> Dataset records
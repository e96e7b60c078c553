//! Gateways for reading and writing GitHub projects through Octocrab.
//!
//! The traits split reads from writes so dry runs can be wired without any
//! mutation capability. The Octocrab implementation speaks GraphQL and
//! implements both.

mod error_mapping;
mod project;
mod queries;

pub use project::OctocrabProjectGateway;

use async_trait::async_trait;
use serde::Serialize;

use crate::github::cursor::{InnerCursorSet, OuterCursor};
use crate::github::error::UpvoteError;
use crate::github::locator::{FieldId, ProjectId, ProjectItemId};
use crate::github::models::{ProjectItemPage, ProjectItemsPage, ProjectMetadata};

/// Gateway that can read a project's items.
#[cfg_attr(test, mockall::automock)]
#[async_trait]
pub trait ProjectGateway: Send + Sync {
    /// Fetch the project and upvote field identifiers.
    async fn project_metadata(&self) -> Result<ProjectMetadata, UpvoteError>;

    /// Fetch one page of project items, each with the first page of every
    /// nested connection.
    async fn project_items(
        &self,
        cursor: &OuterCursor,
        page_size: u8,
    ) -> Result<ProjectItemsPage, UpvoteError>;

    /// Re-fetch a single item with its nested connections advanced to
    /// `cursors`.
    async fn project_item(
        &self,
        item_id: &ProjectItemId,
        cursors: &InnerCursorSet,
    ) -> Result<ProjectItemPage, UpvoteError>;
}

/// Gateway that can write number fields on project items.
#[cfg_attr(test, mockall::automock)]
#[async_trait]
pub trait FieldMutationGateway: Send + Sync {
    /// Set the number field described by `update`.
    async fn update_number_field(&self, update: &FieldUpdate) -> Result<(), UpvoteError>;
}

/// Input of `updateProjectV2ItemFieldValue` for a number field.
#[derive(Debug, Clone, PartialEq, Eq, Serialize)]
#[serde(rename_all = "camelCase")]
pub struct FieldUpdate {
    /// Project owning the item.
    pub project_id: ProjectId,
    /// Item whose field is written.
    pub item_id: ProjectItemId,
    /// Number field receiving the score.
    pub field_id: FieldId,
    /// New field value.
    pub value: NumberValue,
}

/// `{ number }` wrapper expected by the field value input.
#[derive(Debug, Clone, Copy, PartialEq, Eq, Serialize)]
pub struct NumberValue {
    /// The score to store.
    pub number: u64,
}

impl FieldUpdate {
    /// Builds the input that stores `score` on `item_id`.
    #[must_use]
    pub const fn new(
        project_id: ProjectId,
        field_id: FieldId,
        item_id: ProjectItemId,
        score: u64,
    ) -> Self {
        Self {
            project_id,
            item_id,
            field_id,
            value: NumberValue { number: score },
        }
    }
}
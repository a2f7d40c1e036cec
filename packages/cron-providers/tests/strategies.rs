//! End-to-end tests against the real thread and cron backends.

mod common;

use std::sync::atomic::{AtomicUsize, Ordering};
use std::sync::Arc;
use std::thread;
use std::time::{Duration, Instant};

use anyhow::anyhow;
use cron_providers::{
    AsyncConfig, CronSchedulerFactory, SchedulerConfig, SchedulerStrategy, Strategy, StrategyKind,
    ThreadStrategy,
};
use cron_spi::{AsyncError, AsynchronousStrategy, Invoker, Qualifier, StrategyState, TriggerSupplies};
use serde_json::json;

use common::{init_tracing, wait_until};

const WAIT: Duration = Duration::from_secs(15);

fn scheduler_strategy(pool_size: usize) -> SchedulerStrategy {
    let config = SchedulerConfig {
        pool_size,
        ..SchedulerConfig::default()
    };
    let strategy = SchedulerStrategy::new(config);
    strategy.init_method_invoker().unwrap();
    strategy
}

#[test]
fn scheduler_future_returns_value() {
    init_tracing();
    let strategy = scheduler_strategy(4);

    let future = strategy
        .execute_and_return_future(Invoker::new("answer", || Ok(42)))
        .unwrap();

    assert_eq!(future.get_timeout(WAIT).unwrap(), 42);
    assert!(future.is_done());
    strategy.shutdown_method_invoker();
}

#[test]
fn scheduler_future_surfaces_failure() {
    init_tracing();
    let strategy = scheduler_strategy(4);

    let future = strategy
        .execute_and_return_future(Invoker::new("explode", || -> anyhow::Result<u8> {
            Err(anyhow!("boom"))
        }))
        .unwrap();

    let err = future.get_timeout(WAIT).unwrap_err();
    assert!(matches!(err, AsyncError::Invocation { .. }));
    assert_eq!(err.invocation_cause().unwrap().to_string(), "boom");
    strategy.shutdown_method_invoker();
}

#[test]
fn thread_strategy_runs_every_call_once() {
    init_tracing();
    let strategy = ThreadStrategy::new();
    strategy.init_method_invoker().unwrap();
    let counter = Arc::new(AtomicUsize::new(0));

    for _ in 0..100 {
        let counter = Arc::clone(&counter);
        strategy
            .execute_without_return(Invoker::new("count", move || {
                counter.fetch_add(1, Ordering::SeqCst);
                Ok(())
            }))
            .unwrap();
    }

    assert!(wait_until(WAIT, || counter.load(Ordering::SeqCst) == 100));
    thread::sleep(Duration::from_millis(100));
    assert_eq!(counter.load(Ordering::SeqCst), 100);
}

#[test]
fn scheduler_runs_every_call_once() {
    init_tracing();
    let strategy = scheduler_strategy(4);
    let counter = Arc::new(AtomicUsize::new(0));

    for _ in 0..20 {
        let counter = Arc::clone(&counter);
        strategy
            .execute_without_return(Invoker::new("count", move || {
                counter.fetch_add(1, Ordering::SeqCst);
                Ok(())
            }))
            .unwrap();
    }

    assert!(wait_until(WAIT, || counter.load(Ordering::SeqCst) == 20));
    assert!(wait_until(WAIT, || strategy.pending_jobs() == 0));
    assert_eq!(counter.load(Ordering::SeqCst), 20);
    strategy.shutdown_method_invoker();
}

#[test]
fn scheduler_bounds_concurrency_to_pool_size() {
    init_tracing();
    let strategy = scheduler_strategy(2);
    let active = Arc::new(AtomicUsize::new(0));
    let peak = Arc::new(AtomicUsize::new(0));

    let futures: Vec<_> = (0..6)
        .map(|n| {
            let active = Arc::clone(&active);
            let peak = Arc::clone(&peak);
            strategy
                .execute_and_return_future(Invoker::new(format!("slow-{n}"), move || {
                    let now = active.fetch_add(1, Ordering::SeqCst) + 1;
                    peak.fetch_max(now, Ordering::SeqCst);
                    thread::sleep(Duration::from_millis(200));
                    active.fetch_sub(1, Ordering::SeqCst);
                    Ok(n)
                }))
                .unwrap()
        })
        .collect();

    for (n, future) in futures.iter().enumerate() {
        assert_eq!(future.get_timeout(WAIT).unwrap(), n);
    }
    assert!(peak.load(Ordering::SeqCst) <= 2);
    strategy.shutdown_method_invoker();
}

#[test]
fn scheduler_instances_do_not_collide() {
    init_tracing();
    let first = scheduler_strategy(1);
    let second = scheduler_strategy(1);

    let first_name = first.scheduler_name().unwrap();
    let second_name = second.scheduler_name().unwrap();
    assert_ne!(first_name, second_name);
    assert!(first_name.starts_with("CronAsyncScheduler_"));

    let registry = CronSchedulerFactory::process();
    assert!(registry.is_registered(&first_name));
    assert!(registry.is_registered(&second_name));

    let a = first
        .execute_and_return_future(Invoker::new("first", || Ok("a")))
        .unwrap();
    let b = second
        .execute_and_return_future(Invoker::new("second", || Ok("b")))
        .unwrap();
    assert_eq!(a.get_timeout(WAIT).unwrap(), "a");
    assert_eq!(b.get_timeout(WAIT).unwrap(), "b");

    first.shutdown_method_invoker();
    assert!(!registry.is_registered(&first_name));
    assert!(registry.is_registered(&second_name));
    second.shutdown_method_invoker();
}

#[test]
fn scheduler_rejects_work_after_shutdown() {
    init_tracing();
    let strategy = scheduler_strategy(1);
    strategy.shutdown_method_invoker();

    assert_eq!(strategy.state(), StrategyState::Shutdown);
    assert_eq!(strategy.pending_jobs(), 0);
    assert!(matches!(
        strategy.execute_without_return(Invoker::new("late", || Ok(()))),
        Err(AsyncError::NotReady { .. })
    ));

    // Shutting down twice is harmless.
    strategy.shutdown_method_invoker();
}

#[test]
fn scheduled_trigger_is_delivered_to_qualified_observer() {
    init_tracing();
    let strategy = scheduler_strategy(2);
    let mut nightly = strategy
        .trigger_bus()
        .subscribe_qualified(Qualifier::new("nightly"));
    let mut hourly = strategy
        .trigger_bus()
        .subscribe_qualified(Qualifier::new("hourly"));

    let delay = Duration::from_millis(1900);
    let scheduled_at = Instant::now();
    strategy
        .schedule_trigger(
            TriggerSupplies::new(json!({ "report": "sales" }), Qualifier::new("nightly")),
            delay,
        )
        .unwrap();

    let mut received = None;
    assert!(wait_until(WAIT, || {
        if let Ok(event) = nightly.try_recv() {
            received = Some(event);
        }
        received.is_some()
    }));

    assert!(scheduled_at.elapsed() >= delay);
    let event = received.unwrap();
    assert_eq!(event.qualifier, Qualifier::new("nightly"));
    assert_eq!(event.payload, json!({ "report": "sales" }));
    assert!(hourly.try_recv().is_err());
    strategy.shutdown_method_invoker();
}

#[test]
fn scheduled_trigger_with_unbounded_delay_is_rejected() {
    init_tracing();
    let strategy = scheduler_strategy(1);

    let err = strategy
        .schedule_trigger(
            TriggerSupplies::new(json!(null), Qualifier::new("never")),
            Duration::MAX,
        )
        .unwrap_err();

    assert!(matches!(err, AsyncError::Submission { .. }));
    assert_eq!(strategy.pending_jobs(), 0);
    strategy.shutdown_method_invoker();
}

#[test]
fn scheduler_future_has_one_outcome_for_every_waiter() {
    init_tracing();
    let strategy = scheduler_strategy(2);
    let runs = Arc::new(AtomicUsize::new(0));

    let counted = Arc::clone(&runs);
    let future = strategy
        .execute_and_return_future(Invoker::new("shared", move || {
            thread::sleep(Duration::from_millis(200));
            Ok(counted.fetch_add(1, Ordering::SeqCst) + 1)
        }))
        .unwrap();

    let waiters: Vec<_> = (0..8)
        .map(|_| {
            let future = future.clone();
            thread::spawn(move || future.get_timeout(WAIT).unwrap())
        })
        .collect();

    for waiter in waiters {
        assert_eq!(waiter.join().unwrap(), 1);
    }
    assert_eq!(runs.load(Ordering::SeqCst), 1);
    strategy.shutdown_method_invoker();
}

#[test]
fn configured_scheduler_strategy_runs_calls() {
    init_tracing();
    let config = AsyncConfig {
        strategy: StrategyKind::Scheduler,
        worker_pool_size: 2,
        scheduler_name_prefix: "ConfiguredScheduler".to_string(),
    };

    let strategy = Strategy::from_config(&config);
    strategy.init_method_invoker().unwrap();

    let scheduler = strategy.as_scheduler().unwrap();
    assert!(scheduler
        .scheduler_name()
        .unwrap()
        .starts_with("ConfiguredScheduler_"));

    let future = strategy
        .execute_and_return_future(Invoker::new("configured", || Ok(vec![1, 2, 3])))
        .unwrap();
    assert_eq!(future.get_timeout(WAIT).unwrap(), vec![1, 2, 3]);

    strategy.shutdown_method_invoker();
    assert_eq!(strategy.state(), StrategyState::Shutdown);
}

* * *

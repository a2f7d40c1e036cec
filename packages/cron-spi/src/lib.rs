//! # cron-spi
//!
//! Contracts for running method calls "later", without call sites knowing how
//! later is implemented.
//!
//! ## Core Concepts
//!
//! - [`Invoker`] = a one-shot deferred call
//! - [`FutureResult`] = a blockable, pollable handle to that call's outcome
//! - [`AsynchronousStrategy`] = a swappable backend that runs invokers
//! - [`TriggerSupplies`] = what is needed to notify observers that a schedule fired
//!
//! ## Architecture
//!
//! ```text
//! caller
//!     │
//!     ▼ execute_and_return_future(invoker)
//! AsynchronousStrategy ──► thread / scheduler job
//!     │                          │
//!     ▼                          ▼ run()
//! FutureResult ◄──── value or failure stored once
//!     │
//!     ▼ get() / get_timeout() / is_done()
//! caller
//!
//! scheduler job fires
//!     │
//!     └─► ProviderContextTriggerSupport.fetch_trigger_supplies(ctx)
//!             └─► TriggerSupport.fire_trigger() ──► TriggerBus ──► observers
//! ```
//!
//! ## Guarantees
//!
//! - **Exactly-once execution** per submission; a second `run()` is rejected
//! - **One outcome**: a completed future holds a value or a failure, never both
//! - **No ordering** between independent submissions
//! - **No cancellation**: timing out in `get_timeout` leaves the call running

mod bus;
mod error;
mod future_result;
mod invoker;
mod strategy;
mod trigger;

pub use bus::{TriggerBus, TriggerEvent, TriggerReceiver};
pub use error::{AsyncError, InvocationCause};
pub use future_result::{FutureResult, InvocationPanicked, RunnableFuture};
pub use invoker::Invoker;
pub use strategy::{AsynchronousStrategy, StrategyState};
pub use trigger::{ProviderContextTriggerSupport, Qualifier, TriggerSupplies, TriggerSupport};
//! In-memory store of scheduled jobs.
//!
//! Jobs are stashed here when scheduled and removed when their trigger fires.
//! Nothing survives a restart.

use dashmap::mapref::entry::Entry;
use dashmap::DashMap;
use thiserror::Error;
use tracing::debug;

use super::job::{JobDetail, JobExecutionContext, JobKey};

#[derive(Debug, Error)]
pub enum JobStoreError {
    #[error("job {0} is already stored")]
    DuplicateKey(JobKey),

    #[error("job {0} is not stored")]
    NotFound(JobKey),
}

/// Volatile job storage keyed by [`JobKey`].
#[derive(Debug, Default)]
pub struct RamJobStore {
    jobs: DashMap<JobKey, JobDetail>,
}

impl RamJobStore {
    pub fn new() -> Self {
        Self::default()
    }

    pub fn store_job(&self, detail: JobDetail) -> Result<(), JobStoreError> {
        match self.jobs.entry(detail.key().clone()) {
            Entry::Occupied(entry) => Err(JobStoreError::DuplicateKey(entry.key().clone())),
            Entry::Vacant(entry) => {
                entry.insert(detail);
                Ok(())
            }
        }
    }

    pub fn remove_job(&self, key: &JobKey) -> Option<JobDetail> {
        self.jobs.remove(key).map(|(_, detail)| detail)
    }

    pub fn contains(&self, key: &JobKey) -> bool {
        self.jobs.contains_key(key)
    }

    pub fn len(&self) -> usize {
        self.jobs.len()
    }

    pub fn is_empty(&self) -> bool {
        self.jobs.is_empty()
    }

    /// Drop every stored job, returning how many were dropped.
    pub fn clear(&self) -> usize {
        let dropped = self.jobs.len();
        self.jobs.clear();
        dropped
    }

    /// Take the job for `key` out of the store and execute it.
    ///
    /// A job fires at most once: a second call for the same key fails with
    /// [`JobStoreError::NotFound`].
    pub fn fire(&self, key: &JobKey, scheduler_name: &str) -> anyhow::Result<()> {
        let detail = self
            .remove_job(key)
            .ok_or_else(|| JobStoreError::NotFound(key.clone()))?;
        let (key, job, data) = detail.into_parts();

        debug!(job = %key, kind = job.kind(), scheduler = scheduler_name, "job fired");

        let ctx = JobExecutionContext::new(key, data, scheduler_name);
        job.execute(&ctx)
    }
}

> Prompt
Every line in the listing above that mentions "AtomicUsize" should be returned.

> Written response
use std::sync::atomic::{AtomicUsize, Ordering};
    let counter = Arc::new(AtomicUsize::new(0));
    let counter = Arc::new(AtomicUsize::new(0));
    let active = Arc::new(AtomicUsize::new(0));
    let peak = Arc::new(AtomicUsize::new(0));
    let runs = Arc::new(AtomicUsize::new(0));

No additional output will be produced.